Each line from the start of the data below through the one containing "the prior (or" must be reproduced exactly.

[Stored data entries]
---+---

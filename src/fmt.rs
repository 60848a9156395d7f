//! Logging macros
//!
//! Forwards to `defmt` when the `defmt` feature is enabled, otherwise the
//! arguments are borrowed and discarded so call sites compile identically.
#![macro_use]
#![allow(unused_macros)]
#![allow(unused_imports)]

macro_rules! trace {
    ($s:literal $(, $x:expr)* $(,)?) => {
        {
            #[cfg(feature = "defmt")]
            ::defmt::trace!($s $(, $x)*);
            #[cfg(not(feature = "defmt"))]
            let _ = ($( & $x ),*);
        }
    };
}

macro_rules! debug {
    ($s:literal $(, $x:expr)* $(,)?) => {
        {
            #[cfg(feature = "defmt")]
            ::defmt::debug!($s $(, $x)*);
            #[cfg(not(feature = "defmt"))]
            let _ = ($( & $x ),*);
        }
    };
}

macro_rules! info {
    ($s:literal $(, $x:expr)* $(,)?) => {
        {
            #[cfg(feature = "defmt")]
            ::defmt::info!($s $(, $x)*);
            #[cfg(not(feature = "defmt"))]
            let _ = ($( & $x ),*);
        }
    };
}

macro_rules! warn {
    ($s:literal $(, $x:expr)* $(,)?) => {
        {
            #[cfg(feature = "defmt")]
            ::defmt::warn!($s $(, $x)*);
            #[cfg(not(feature = "defmt"))]
            let _ = ($( & $x ),*);
        }
    };
}

macro_rules! error {
    ($s:literal $(, $x:expr)* $(,)?) => {
        {
            #[cfg(feature = "defmt")]
            ::defmt::error!($s $(, $x)*);
            #[cfg(not(feature = "defmt"))]
            let _ = ($( & $x ),*);
        }
    };
}
//! Error types

use core::fmt;

/// Non-fatal outcomes of sensor alignment
///
/// The motor stays usable after any of these; it keeps the prior (or
/// partially computed) calibration and runs with more torque ripple.
#[derive(Debug, Clone, Copy, PartialEq, Eq)]
#[cfg_attr(feature = "defmt", derive(defmt::Format))]
pub enum FocError {
    /// Alignment needs a position sensor and none is linked
    NoSensor,
    /// The sensor reported the same angle before and after the sweep
    NoMovementDetected,
    /// The index search ran out of travel before the sensor found its reference
    ReferenceNotFound,
}

impl fmt::Display for FocError {
    fn fmt(&self, f: &mut fmt::Formatter<'_>) -> fmt::Result {
        match self {
            Self::NoSensor => f.write_str("no position sensor linked"),
            Self::NoMovementDetected => f.write_str("sensor did not register movement"),
            Self::ReferenceNotFound => f.write_str("sensor reference not found"),
        }
    }
}

/// Configuration rejected by [`MotorConfig::constrain`](crate::config::MotorConfig::constrain)
#[derive(Debug, Clone, Copy, PartialEq, Eq)]
#[cfg_attr(feature = "defmt", derive(defmt::Format))]
pub enum ConfigError {
    /// Driver reports a voltage ceiling of zero
    ZeroVoltageCeiling,
    /// Pole pair count of zero
    ZeroPolePairs,
    /// Only voltage torque control is implemented
    UnsupportedTorqueControl,
    /// Index search velocity is not a positive finite number
    InvalidSearchVelocity,
}

impl fmt::Display for ConfigError {
    fn fmt(&self, f: &mut fmt::Formatter<'_>) -> fmt::Result {
        match self {
            Self::ZeroVoltageCeiling => f.write_str("driver voltage ceiling is zero"),
            Self::ZeroPolePairs => f.write_str("pole pair count is zero"),
            Self::UnsupportedTorqueControl => f.write_str("torque control type not supported"),
            Self::InvalidSearchVelocity => f.write_str("index search velocity must be positive"),
        }
    }
}
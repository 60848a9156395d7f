// PID and P controllers with output ramp and anti-windup

use super::timing::{self, SampleTimer};
use crate::config::PidConfig;

/// Discrete regulator driven by an error signal
///
/// Implementations keep their own history (previous error, output,
/// timestamp) and must be called at a roughly constant cadence.
pub trait Regulator {
    /// Run one step, measuring the sample time from `now_us`
    fn update(&mut self, error: f32, now_us: u64) -> f32;

    /// Run one step with an explicit sample time [s]
    ///
    /// A sample time that is not positive or above half a second is replaced
    /// by the default step.
    fn update_with_ts(&mut self, error: f32, ts: f32) -> f32;

    /// Clear the history
    fn reset(&mut self);

    /// Symmetric output bound
    fn limit(&self) -> f32;

    fn set_limit(&mut self, limit: f32);
}

/// Limit the slew of `output` relative to `output_prev`
#[inline]
fn apply_ramp(output: f32, output_prev: f32, output_ramp: f32, ts: f32) -> f32 {
    if output_ramp <= 0.0 {
        return output;
    }

    let output_rate = (output - output_prev) / ts;
    if output_rate > output_ramp {
        output_prev + output_ramp * ts
    } else if output_rate < -output_ramp {
        output_prev - output_ramp * ts
    } else {
        output
    }
}

/// PID controller
///
/// ```text
/// u(s) = (P + I/s + Ds) e(s)
/// ```
///
/// Integral by Tustin transform, derivative by backward difference. The
/// output is rate limited first, then clamped to ±limit; when clamped, the
/// stored integral is recomputed so that P + I + D equals the clamped
/// output (back-calculation anti-windup).
#[derive(Debug, Clone)]
pub struct PidController {
    /// Proportional gain
    p: f32,
    /// Integral gain
    i: f32,
    /// Derivative gain
    d: f32,
    /// Output derivative limit [units/s]
    output_ramp: f32,
    /// Output magnitude limit
    limit: f32,

    integral_prev: f32,
    error_prev: f32,
    output_prev: f32,
    timer: SampleTimer,
}

impl PidController {
    pub const fn new(p: f32, i: f32, d: f32, output_ramp: f32, limit: f32) -> Self {
        Self {
            p,
            i,
            d,
            output_ramp,
            limit,
            integral_prev: 0.0,
            error_prev: 0.0,
            output_prev: 0.0,
            timer: SampleTimer::new(),
        }
    }

    pub const fn from_config(config: &PidConfig) -> Self {
        Self::new(
            config.p,
            config.i,
            config.d,
            config.output_ramp,
            config.limit,
        )
    }

    /// Replace the gains, keeping the history
    pub fn set_gains(&mut self, p: f32, i: f32, d: f32) {
        self.p = p;
        self.i = i;
        self.d = d;
    }

    pub fn set_output_ramp(&mut self, output_ramp: f32) {
        self.output_ramp = output_ramp;
    }

    pub fn p(&self) -> f32 {
        self.p
    }

    pub fn i(&self) -> f32 {
        self.i
    }

    pub fn d(&self) -> f32 {
        self.d
    }

    /// Integral state carried into the next step
    pub fn integral(&self) -> f32 {
        self.integral_prev
    }

    /// Last output
    pub fn output(&self) -> f32 {
        self.output_prev
    }
}

impl From<&PidConfig> for PidController {
    fn from(config: &PidConfig) -> Self {
        Self::from_config(config)
    }
}

impl Regulator for PidController {
    fn update(&mut self, error: f32, now_us: u64) -> f32 {
        let ts = self.timer.sample(now_us);
        self.update_with_ts(error, ts)
    }

    fn update_with_ts(&mut self, error: f32, ts: f32) -> f32 {
        let ts = timing::sanitize(ts);

        // u_p = P * e(k)
        let proportional = self.p * error;
        // u_ik = u_ik_1 + I * Ts/2 * (e(k) + e(k-1))
        let mut integral = self.integral_prev + self.i * ts * 0.5 * (error + self.error_prev);
        // u_dk = D * (e(k) - e(k-1)) / Ts
        let derivative = self.d * (error - self.error_prev) / ts;

        let mut output = proportional + integral + derivative;
        output = apply_ramp(output, self.output_prev, self.output_ramp, ts);

        if output > self.limit {
            output = self.limit;
            integral = output - proportional - derivative;
        } else if output < -self.limit {
            output = -self.limit;
            integral = output - proportional - derivative;
        }

        self.integral_prev = integral;
        self.output_prev = output;
        self.error_prev = error;
        output
    }

    fn reset(&mut self) {
        self.integral_prev = 0.0;
        self.error_prev = 0.0;
        self.output_prev = 0.0;
        self.timer.reset();
    }

    fn limit(&self) -> f32 {
        self.limit
    }

    fn set_limit(&mut self, limit: f32) {
        self.limit = limit;
    }
}

/// Proportional-only controller
///
/// Same interface and limiters as [`PidController`] without the integral
/// and derivative bookkeeping; used for the outer angle loop.
#[derive(Debug, Clone)]
pub struct PController {
    p: f32,
    output_ramp: f32,
    limit: f32,
    output_prev: f32,
    timer: SampleTimer,
}

impl PController {
    pub const fn new(p: f32, output_ramp: f32, limit: f32) -> Self {
        Self {
            p,
            output_ramp,
            limit,
            output_prev: 0.0,
            timer: SampleTimer::new(),
        }
    }

    /// `i` and `d` of the config are ignored
    pub const fn from_config(config: &PidConfig) -> Self {
        Self::new(config.p, config.output_ramp, config.limit)
    }

    pub fn set_gain(&mut self, p: f32) {
        self.p = p;
    }

    pub fn p(&self) -> f32 {
        self.p
    }

    pub fn output(&self) -> f32 {
        self.output_prev
    }
}

impl From<&PidConfig> for PController {
    fn from(config: &PidConfig) -> Self {
        Self::from_config(config)
    }
}

impl Regulator for PController {
    fn update(&mut self, error: f32, now_us: u64) -> f32 {
        let ts = self.timer.sample(now_us);
        self.update_with_ts(error, ts)
    }

    fn update_with_ts(&mut self, error: f32, ts: f32) -> f32 {
        let ts = timing::sanitize(ts);

        let mut output = apply_ramp(self.p * error, self.output_prev, self.output_ramp, ts);
        if output > self.limit {
            output = self.limit;
        } else if output < -self.limit {
            output = -self.limit;
        }

        self.output_prev = output;
        output
    }

    fn reset(&mut self) {
        self.output_prev = 0.0;
        self.timer.reset();
    }

    fn limit(&self) -> f32 {
        self.limit
    }

    fn set_limit(&mut self, limit: f32) {
        self.limit = limit;
    }
}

---+---

▶ Task output
filename src/fmt.rs
repository 60848a9156395d7f
//! Logging macros
//!
//! Forwards to `defmt` when the `defmt` feature is enabled, otherwise the
//! arguments are borrowed and discarded so call sites compile identically.
#![macro_use]
#![allow(unused_macros)]
#![allow(unused_imports)]

macro_rules! trace {
    ($s:literal $(, $x:expr)* $(,)?) => {
        {
            #[cfg(feature = "defmt")]
            ::defmt::trace!($s $(, $x)*);
            #[cfg(not(feature = "defmt"))]
            let _ = ($( & $x ),*);
        }
    };
}

macro_rules! debug {
    ($s:literal $(, $x:expr)* $(,)?) => {
        {
            #[cfg(feature = "defmt")]
            ::defmt::debug!($s $(, $x)*);
            #[cfg(not(feature = "defmt"))]
            let _ = ($( & $x ),*);
        }
    };
}

macro_rules! info {
    ($s:literal $(, $x:expr)* $(,)?) => {
        {
            #[cfg(feature = "defmt")]
            ::defmt::info!($s $(, $x)*);
            #[cfg(not(feature = "defmt"))]
            let _ = ($( & $x ),*);
        }
    };
}

macro_rules! warn {
    ($s:literal $(, $x:expr)* $(,)?) => {
        {
            #[cfg(feature = "defmt")]
            ::defmt::warn!($s $(, $x)*);
            #[cfg(not(feature = "defmt"))]
            let _ = ($( & $x ),*);
        }
    };
}

macro_rules! error {
    ($s:literal $(, $x:expr)* $(,)?) => {
        {
            #[cfg(feature = "defmt")]
            ::defmt::error!($s $(, $x)*);
            #[cfg(not(feature = "defmt"))]
            let _ = ($( & $x ),*);
        }
    };
}
//! Error types

use core::fmt;

/// Non-fatal outcomes of sensor alignment
///
/// The motor stays usable after any of these; it keeps the prior (or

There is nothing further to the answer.